Spatially-Coupled Random Access on Graphs

TL;DR

This paper introduces a spatially-coupled protocol for coded slotted ALOHA that leverages LDPC code principles to significantly improve random access performance, approaching theoretical limits.

Contribution

It proposes a novel spatially-coupled access protocol inspired by LDPC convolutional codes, achieving near-optimal performance in random access scenarios.

Findings

Attains performance close to the theoretical limits of CSA

Demonstrates threshold saturation effect in the proposed protocol

Allows high traffic throughput close to 1 packet per slot

Abstract

In this paper we investigate the effect of spatial coupling applied to the recently-proposed coded slotted ALOHA (CSA) random access protocol. Thanks to the bridge between the graphical model describing the iterative interference cancelation process of CSA over the random access frame and the erasure recovery process of low-density parity-check (LDPC) codes over the binary erasure channel (BEC), we propose an access protocol which is inspired by the convolutional LDPC code construction.

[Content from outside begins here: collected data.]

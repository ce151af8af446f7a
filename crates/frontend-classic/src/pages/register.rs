//! Registration form of the classic application.

use nexabank_frontend_common::auth::{use_session, SessionAction};
use nexabank_frontend_common::services::AuthApiService;
use nexabank_http::types::RegisterRequest;
use web_sys::HtmlInputElement;
use yew::prelude::*;
use yew_router::prelude::*;

use crate::app::Route;

#[derive(Clone, Default, PartialEq)]
struct Form {
    first_name: String,
    last_name: String,
    email: String,
    password: String,
    confirm_password: String,
    phone_number: String,
}

#[function_component(ClassicRegisterPage)]
pub fn classic_register_page() -> Html {
    let session = use_session();
    let form = use_state(Form::default);
    let error = use_state(|| Option::<String>::None);
    let is_submitting = use_state(|| false);

    let bind = {
        let form = form.clone();
        move |apply: fn(&mut Form, String)| {
            let form = form.clone();
            Callback::from(move |e: InputEvent| {
                let input: HtmlInputElement = e.target_unchecked_into();
                let mut next = (*form).clone();
                apply(&mut next, input.value());
                form.set(next);
            })
        }
    };

    let on_submit = {
        let session = session.clone();
        let form = form.clone();
        let error = error.clone();
        let is_submitting = is_submitting.clone();

        Callback::from(move |e: SubmitEvent| {
            e.prevent_default();

            if form.email.is_empty()
                || form.password.is_empty()
                || form.first_name.is_empty()
                || form.last_name.is_empty()
            {
                error.set(Some("All fields except phone are required".to_string()));
                return;
            }
            if form.password != form.confirm_password {
                error.set(Some("Passwords don't match".to_string()));
                return;
            }

            let request = RegisterRequest {
                email: form.email.trim().to_string(),
                password: form.password.clone(),
                first_name: form.first_name.trim().to_string(),
                last_name: form.last_name.trim().to_string(),
                phone_number: form.phone_number.trim().to_string(),
                ..RegisterRequest::default()
            };

            let session = session.clone();
            let error = error.clone();
            let is_submitting = is_submitting.clone();
            is_submitting.set(true);
            error.set(None);

            wasm_bindgen_futures::spawn_local(async move {
                match AuthApiService::new().register(request).await {
                    Ok(auth) => session.dispatch(SessionAction::Login(auth)),
                    Err(message) => {
                        error.set(Some(message));
                        is_submitting.set(false);
                    }
                }
            });
        })
    };

    let input_class = "w-full px-3 py-2 border border-gray-300 rounded-lg \
                       focus:outline-none focus:ring-2 focus:ring-blue-500";

    html! {
        <div class="min-h-screen bg-gray-50 flex items-center justify-center px-4 py-8">
            <div class="max-w-md w-full bg-white rounded-lg shadow p-8">
                <h1 class="text-2xl font-bold text-gray-900 mb-6 text-center">{"Create account"}</h1>

                if let Some(message) = &*error {
                    <div class="mb-4 p-3 bg-red-50 border border-red-200 text-red-700 rounded text-sm">
                        {message}
                    </div>
                }

                <form onsubmit={on_submit} class="space-y-4">
                    <div class="grid grid-cols-2 gap-4">
                        <input type="text" placeholder="First name" class={input_class}
                            value={form.first_name.clone()} oninput={bind(|f, v| f.first_name = v)} />
                        <input type="text" placeholder="Last name" class={input_class}
                            value={form.last_name.clone()} oninput={bind(|f, v| f.last_name = v)} />
                    </div>
                    <input type="email" placeholder="Email" class={input_class}
                        value={form.email.clone()} oninput={bind(|f, v| f.email = v)} />
                    <input type="password" placeholder="Password" class={input_class}
                        value={form.password.clone()} oninput={bind(|f, v| f.password = v)} />
                    <input type="password" placeholder="Confirm password" class={input_class}
                        value={form.confirm_password.clone()} oninput={bind(|f, v| f.confirm_password = v)} />
                    <input type="tel" placeholder="Phone number" class={input_class}
                        value={form.phone_number.clone()} oninput={bind(|f, v| f.phone_number = v)} />

                    <button
                        type="submit"
                        disabled={*is_submitting}
                        class="w-full bg-blue-600 text-white py-2 rounded-lg font-medium hover:bg-blue-700 disabled:opacity-50"
                    >
                        {if *is_submitting { "Creating account..." } else { "Register" }}
                    </button>
                </form>

                <p class="mt-4 text-center text-sm text-gray-600">
                    {"Already registered? "}
                    <Link<Route> to={Route::Login} classes="text-blue-600 hover:underline">
                        {"Sign in"}
                    </Link<Route>>
                </p>
            </div>
        </div>
    }
}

The proposed protocol exploits the terminations of its graphical model to achieve the spatial coupling effect, attaining performance close to the theoretical limits of CSA. As for the convolutional LDPC code case, large iterative decoding thresholds are obtained by simply increasing the density of the graph. We show that the threshold saturation effect takes place by defining a suitable counterpart of the maximum-a-posteriori decoding threshold of spatially-coupled LDPC code ensembles. In the asymptotic setting, the proposed scheme allows sustaining a traffic close to 1 [packets/slot].